What you need to do:
Go through the entries below and copy every line that holds the word "Plumbing".

Stored data entries:
________________________________________
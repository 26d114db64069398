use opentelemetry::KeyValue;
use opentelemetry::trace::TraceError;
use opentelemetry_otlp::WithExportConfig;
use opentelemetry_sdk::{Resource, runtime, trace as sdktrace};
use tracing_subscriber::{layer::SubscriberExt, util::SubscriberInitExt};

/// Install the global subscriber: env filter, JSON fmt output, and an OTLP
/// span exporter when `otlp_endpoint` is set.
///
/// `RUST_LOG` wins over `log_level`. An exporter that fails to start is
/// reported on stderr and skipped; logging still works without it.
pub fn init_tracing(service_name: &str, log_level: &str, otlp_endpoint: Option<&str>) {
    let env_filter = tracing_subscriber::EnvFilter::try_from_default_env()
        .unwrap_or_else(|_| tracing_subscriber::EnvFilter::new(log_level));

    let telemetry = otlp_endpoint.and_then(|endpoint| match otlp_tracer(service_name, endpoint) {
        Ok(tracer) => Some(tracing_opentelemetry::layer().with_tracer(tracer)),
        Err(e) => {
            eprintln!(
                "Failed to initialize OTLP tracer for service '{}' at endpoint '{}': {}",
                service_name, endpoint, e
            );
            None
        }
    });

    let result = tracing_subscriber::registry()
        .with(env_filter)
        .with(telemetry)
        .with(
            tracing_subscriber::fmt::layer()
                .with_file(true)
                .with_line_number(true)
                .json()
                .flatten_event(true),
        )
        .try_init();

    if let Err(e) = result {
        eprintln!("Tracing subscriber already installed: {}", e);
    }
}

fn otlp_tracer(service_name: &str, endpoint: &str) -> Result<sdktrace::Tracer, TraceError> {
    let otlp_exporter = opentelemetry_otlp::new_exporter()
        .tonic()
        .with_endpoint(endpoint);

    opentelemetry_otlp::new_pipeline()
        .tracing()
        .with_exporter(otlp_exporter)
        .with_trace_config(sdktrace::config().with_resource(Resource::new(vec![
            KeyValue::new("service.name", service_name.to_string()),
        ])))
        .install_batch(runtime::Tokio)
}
________________________________________
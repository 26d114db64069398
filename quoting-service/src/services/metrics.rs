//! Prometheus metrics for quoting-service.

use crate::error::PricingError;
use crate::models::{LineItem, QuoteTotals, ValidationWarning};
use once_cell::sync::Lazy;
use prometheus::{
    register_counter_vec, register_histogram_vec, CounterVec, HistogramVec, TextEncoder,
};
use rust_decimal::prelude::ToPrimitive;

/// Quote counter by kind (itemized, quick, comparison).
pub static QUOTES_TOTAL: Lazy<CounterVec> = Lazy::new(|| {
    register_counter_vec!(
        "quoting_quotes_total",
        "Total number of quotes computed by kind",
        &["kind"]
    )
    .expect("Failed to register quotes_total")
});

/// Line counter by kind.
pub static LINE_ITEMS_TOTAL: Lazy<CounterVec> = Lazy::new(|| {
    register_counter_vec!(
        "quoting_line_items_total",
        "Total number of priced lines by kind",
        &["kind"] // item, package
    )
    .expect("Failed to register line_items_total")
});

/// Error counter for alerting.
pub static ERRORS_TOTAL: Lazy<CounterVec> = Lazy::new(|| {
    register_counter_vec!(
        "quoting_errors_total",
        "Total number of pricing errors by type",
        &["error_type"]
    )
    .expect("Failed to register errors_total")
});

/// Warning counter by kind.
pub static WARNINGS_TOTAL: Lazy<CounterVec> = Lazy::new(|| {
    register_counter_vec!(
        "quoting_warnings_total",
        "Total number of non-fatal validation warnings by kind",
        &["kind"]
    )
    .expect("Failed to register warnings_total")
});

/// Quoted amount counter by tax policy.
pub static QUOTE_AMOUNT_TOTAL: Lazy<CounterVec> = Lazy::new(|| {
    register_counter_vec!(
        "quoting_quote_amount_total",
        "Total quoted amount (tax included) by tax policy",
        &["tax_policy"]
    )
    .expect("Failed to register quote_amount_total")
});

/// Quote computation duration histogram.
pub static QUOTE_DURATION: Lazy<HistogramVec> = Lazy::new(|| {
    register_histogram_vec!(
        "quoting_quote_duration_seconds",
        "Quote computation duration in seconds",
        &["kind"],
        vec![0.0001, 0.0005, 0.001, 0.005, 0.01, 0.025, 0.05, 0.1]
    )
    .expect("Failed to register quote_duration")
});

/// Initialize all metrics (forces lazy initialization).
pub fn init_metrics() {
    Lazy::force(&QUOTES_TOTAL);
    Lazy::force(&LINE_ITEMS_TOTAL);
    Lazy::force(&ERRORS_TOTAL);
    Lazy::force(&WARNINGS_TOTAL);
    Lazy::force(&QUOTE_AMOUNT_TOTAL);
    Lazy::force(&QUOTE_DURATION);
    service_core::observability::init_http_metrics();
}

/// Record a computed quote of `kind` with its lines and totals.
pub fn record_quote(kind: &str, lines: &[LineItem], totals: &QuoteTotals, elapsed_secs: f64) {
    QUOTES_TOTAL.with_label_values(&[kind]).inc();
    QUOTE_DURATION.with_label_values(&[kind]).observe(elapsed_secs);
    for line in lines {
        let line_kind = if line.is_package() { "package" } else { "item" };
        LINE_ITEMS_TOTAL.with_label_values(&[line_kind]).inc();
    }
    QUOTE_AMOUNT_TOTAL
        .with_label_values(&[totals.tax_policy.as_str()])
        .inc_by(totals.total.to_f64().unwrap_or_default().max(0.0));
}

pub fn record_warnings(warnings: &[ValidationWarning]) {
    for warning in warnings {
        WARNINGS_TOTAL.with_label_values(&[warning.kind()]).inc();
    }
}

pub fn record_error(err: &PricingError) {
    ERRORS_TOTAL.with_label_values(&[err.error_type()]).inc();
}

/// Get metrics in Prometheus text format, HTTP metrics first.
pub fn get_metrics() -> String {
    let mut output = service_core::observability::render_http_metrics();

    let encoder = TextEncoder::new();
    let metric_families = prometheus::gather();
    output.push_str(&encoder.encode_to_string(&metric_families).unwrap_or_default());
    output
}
________________________________________
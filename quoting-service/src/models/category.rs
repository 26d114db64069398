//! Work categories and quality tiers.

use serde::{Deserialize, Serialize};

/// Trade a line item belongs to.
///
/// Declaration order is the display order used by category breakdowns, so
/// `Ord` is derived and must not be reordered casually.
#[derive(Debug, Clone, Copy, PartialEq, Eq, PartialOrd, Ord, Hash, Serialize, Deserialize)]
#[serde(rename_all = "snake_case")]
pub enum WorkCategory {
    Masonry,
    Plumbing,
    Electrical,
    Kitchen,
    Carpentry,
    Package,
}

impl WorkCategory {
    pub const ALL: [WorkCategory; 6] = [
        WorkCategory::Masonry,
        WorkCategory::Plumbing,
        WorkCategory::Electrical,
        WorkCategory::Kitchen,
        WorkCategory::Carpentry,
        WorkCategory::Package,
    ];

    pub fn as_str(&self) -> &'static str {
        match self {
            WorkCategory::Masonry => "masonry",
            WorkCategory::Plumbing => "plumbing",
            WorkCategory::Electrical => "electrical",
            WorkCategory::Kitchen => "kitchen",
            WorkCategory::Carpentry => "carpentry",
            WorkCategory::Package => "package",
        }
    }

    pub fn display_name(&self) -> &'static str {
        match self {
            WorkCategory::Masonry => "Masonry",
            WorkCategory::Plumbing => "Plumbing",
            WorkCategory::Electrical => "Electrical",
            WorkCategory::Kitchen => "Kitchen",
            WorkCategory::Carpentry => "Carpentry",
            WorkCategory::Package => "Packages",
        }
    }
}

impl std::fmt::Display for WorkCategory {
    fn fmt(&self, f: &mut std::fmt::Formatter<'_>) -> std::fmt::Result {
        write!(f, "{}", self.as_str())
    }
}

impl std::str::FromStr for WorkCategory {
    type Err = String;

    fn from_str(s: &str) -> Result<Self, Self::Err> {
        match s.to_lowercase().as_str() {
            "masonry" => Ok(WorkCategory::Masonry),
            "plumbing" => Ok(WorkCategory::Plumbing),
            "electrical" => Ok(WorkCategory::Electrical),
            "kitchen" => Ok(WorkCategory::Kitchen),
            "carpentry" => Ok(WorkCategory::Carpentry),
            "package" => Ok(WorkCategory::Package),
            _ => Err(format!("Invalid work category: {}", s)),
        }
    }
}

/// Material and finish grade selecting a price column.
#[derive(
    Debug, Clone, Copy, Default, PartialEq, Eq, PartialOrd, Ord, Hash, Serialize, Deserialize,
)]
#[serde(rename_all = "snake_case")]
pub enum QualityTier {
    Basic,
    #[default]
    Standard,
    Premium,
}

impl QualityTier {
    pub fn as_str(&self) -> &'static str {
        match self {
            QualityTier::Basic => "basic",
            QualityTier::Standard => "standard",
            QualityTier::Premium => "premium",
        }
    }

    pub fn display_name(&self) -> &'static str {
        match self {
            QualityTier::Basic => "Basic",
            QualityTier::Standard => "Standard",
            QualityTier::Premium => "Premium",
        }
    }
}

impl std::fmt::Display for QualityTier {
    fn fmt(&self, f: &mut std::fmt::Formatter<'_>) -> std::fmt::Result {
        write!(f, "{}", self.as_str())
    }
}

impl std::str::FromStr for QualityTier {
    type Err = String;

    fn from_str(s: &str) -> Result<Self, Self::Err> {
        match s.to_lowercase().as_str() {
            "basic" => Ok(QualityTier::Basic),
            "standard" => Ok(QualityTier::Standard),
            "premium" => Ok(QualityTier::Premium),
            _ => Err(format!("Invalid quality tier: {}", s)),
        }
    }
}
________________________________________
Response area:
    Plumbing,
        WorkCategory::Plumbing,
            WorkCategory::Plumbing => "plumbing",
            WorkCategory::Plumbing => "Plumbing",
            "plumbing" => Ok(WorkCategory::Plumbing),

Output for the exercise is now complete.